This Video of Whitney Way Thore Shows Why Gym Equipment Needs to Be More Size-Inclusive

The reality TV star laughs it off when her body doesn't fit a machine at the gym, but her experience highlights an important issue.

Whitney Way Thore wearing black dress on a purple background
Photo: Getty Images

Whitney Way Thore regularly shares details of her day-to-day life on My Big Fat Fabulous Life, a TLC series that follows the 37-year-old who's unapologetically herself. But her Instagram followers just got a particularly candid look at a challenge she faced during a recent trip to the gym: The exercise equipment wasn't "made for" her body type.

On Tuesday, Thore posted a video of her using a pec deck machine (which is used to strengthen chest muscles) during a gym workout. In the clip, she uses her arms to pull the handles of the machine together in front of her body, squeezing her breasts in the process.

Viewers can hear Thore and her trainer, Jessica Powell, who's tagged in the video, laugh about the predicament. "When the machines weren't made for your body, you've got to work with what you've got 😂," the reality TV star captioned the video.
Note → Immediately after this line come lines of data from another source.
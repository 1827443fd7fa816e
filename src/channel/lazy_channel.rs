// Copyright 2025 coScene
//
// Licensed under the Apache License, Version 2.0 (the "License");
// you may not use this file except in compliance with the License.
// You may obtain a copy of the License at
//
//     http://www.apache.org/licenses/LICENSE-2.0
//
// Unless required by applicable law or agreed to in writing, software
// distributed under the License is distributed on an "AS IS" BASIS,
// WITHOUT WARRANTIES OR CONDITIONS OF ANY KIND, either express or implied.
// See the License for the specific language governing permissions and
// limitations under the License.

// Channels declared in statics and created on first use

use std::sync::{Arc, OnceLock};

use tracing::warn;

use super::{Channel, RawChannel};
use crate::context::LazyContext;
use crate::encode::Encode;
use crate::metadata::PartialMetadata;
use crate::{ChannelBuilder, Error, Schema};

/// A typed channel created the first time it is used
///
/// ```no_run
/// use serde_json::{json, Value};
/// use vizlog::LazyChannel;
///
/// static POSE: LazyChannel<Value> = LazyChannel::new("/pose");
///
/// POSE.log(&json!({"x": 1.0}));
/// ```
pub struct LazyChannel<T: Encode> {
    topic: &'static str,
    context: &'static LazyContext,
    inner: OnceLock<Channel<T>>,
}

impl<T: Encode> LazyChannel<T> {
    /// Declares a channel on the default context.
    pub const fn new(topic: &'static str) -> Self {
        Self {
            topic,
            context: LazyContext::get_default(),
            inner: OnceLock::new(),
        }
    }

    /// Binds the channel to another context.
    #[must_use]
    pub const fn context(mut self, context: &'static LazyContext) -> Self {
        self.context = context;
        self
    }

    pub fn topic(&self) -> &'static str {
        self.topic
    }

    /// Creates the channel now, so that sinks see it before the first message.
    pub fn init(&self) -> Result<(), Error> {
        self.get().map(|_| ())
    }

    /// Returns the channel, creating it if needed.
    pub fn get(&self) -> Result<&Channel<T>, Error> {
        if let Some(channel) = self.inner.get() {
            return Ok(channel);
        }
        // Racing initializers get the same channel back from the context.
        let channel = ChannelBuilder::new(self.topic)
            .context(self.context)
            .build()?;
        Ok(self.inner.get_or_init(|| channel))
    }

    pub fn log(&self, msg: &T) {
        self.log_with_meta(msg, PartialMetadata::default());
    }

    pub fn log_with_meta(&self, msg: &T, metadata: PartialMetadata) {
        match self.get() {
            Ok(channel) => channel.log_with_meta(msg, metadata),
            Err(e) => warn!("Cannot create channel '{}': {}", self.topic, e),
        }
    }
}

/// A raw channel created the first time it is used
pub struct LazyRawChannel {
    topic: &'static str,
    message_encoding: &'static str,
    schema: Option<(&'static str, &'static str, &'static [u8])>,
    context: &'static LazyContext,
    inner: OnceLock<Arc<RawChannel>>,
}

impl LazyRawChannel {
    /// Declares a channel on the default context.
    pub const fn new(topic: &'static str, message_encoding: &'static str) -> Self {
        Self {
            topic,
            message_encoding,
            schema: None,
            context: LazyContext::get_default(),
            inner: OnceLock::new(),
        }
    }

    #[must_use]
    pub const fn context(mut self, context: &'static LazyContext) -> Self {
        self.context = context;
        self
    }

    #[must_use]
    pub const fn schema(
        mut self,
        name: &'static str,
        encoding: &'static str,
        data: &'static [u8],
    ) -> Self {
        self.schema = Some((name, encoding, data));
        self
    }

    pub fn topic(&self) -> &'static str {
        self.topic
    }

    pub fn init(&self) -> Result<(), Error> {
        self.get().map(|_| ())
    }

    /// Returns the channel, creating it if needed.
    pub fn get(&self) -> Result<&Arc<RawChannel>, Error> {
        if let Some(channel) = self.inner.get() {
            return Ok(channel);
        }
        let schema = self
            .schema
            .map(|(name, encoding, data)| Schema::new(name, encoding, data));
        let channel = ChannelBuilder::new(self.topic)
            .message_encoding(self.message_encoding)
            .schema(schema)
            .context(self.context)
            .build_raw()?;
        Ok(self.inner.get_or_init(|| channel))
    }

    pub fn log(&self, msg: &[u8]) {
        self.log_with_meta(msg, PartialMetadata::default());
    }

    pub fn log_with_meta(&self, msg: &[u8], metadata: PartialMetadata) {
        match self.get() {
            Ok(channel) => channel.log_with_meta(msg, metadata),
            Err(e) => warn!("Cannot create channel '{}': {}", self.topic, e),
        }
    }
}

#[cfg(test)]
mod tests {
    use super::*;
    use crate::testutil::RecordingSink;
    use crate::Context;
    use serde_json::{json, Value};
    use tracing_test::traced_test;

    static CTX: LazyContext = LazyContext::new();

    #[test]
    fn test_lazy_channel_created_on_first_use() {
        static POSE: LazyChannel<Value> = CTX.channel("/lazy/pose");

        assert!(CTX.get_channel_by_topic("/lazy/pose").is_none());
        let sink = Arc::new(RecordingSink::new());
        CTX.add_sink(sink.clone());
        POSE.log(&json!({"x": 1}));
        POSE.log(&json!({"x": 2}));

        let channel = CTX.get_channel_by_topic("/lazy/pose").unwrap();
        assert_eq!(channel.message_encoding(), "json");
        assert_eq!(POSE.get().unwrap().id(), channel.id());
        let messages: Vec<_> = sink
            .take_messages()
            .into_iter()
            .filter(|m| m.topic == "/lazy/pose")
            .collect();
        assert_eq!(messages.len(), 2);
        assert_eq!(messages[1].msg, br#"{"x":2}"#);
    }

    #[test]
    fn test_lazy_raw_channel_schema() {
        static SCAN: LazyRawChannel = CTX
            .raw_channel("/lazy/scan", "protobuf")
            .schema("pkg.Scan", "protobuf", &[1, 2, 3]);

        SCAN.init().unwrap();
        let channel = CTX.get_channel_by_topic("/lazy/scan").unwrap();
        let schema = channel.schema().unwrap();
        assert_eq!(schema.name, "pkg.Scan");
        assert_eq!(&schema.data[..], &[1, 2, 3]);
        assert!(Arc::ptr_eq(SCAN.get().unwrap(), &channel));
    }

    #[test]
    fn test_lazy_default_context() {
        static STATUS: LazyRawChannel = LazyRawChannel::new("/lazy/default/status", "json");
        STATUS.init().unwrap();
        assert!(Context::get_default()
            .get_channel_by_topic("/lazy/default/status")
            .is_some());
    }

    #[traced_test]
    #[test]
    fn test_invalid_channel_warns() {
        static EMPTY: LazyRawChannel = CTX.raw_channel("", "json");
        assert!(matches!(EMPTY.get(), Err(Error::ValueError(_))));
        EMPTY.log(b"{}");
        assert!(logs_contain("Cannot create channel"));
    }
}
While they seemed to have a good chuckle over the incident, it draws attention to the fact that not all gym equipment is size-inclusive. Thore likely isn't the only person who's had trouble using certain machines at the gym due to their size, and there's certainly room for gyms and equipment manufacturers to create more inclusive workout options for all. In the meantime, trainers recognize that some equipment simply isn't designed for all body types, but they urge people not to get discouraged by that.

"Instead of paying mind to what you can't use, focus on what you can and start from there," says Doug Sklar, M.S., NASM-certified personal trainer and founder of PhilanthroFIT in New York City. "Ignore the voices and equipment that don't have your back," he adds. "Listen to those that motivate and encourage you to become the best version of yourself."

Gym goers can also focus on equipment that works for all body types, including dumbbells, barbells, and kettlebells, according to personal trainer Albert Matheny, R.D., C.S.C.S., co-founder of SoHo Strength Lab, Promix Nutrition, and ARENA. "Those are one size fits all." Matheny also suggests people start with bodyweight exercises, such as planks, push-ups, and squats — regardless of their size, as these don't require any extra tools or items and, in his words, "Bodyweight exercises are amazing."(He's not wrong: Bodyweight resistance workouts, such as calisthenics, can help you make the most of every muscle.)

While inadequate gym equipment can, at the very least, be frustrating, Thore doesn't seem to let it get her down or keep her from exercising. She's been active for years and regularly shares snippets of her workouts (which often include dance moves) on Instagram. She even has her own fitness app called NoBS Active. However, the reality TV star has received backlash for posts about her active lifestyle on social media, she previously told People.

"They don't want to see you working out, and it's so ridiculous, because the people who maintain that I should lose weight should be applauding me, if that's what they think I should do, and yet they still find a way to criticize me," she said in the 2019 interview. "It's just fat phobia, and I don't listen to it."

Thore's ability to shut out the haters and focus on her goals seems to help her get past any obstacles that get in her way, including gym machines that are too small for her body. And while no one should have to modify their workout routine because they don't have access to inclusive equipment, there's always a way to get moving, whether you pick up free weights or simply start dancing. (Up next: Racism Needs to Be Part of the Conversation About Dismantling Diet Culture)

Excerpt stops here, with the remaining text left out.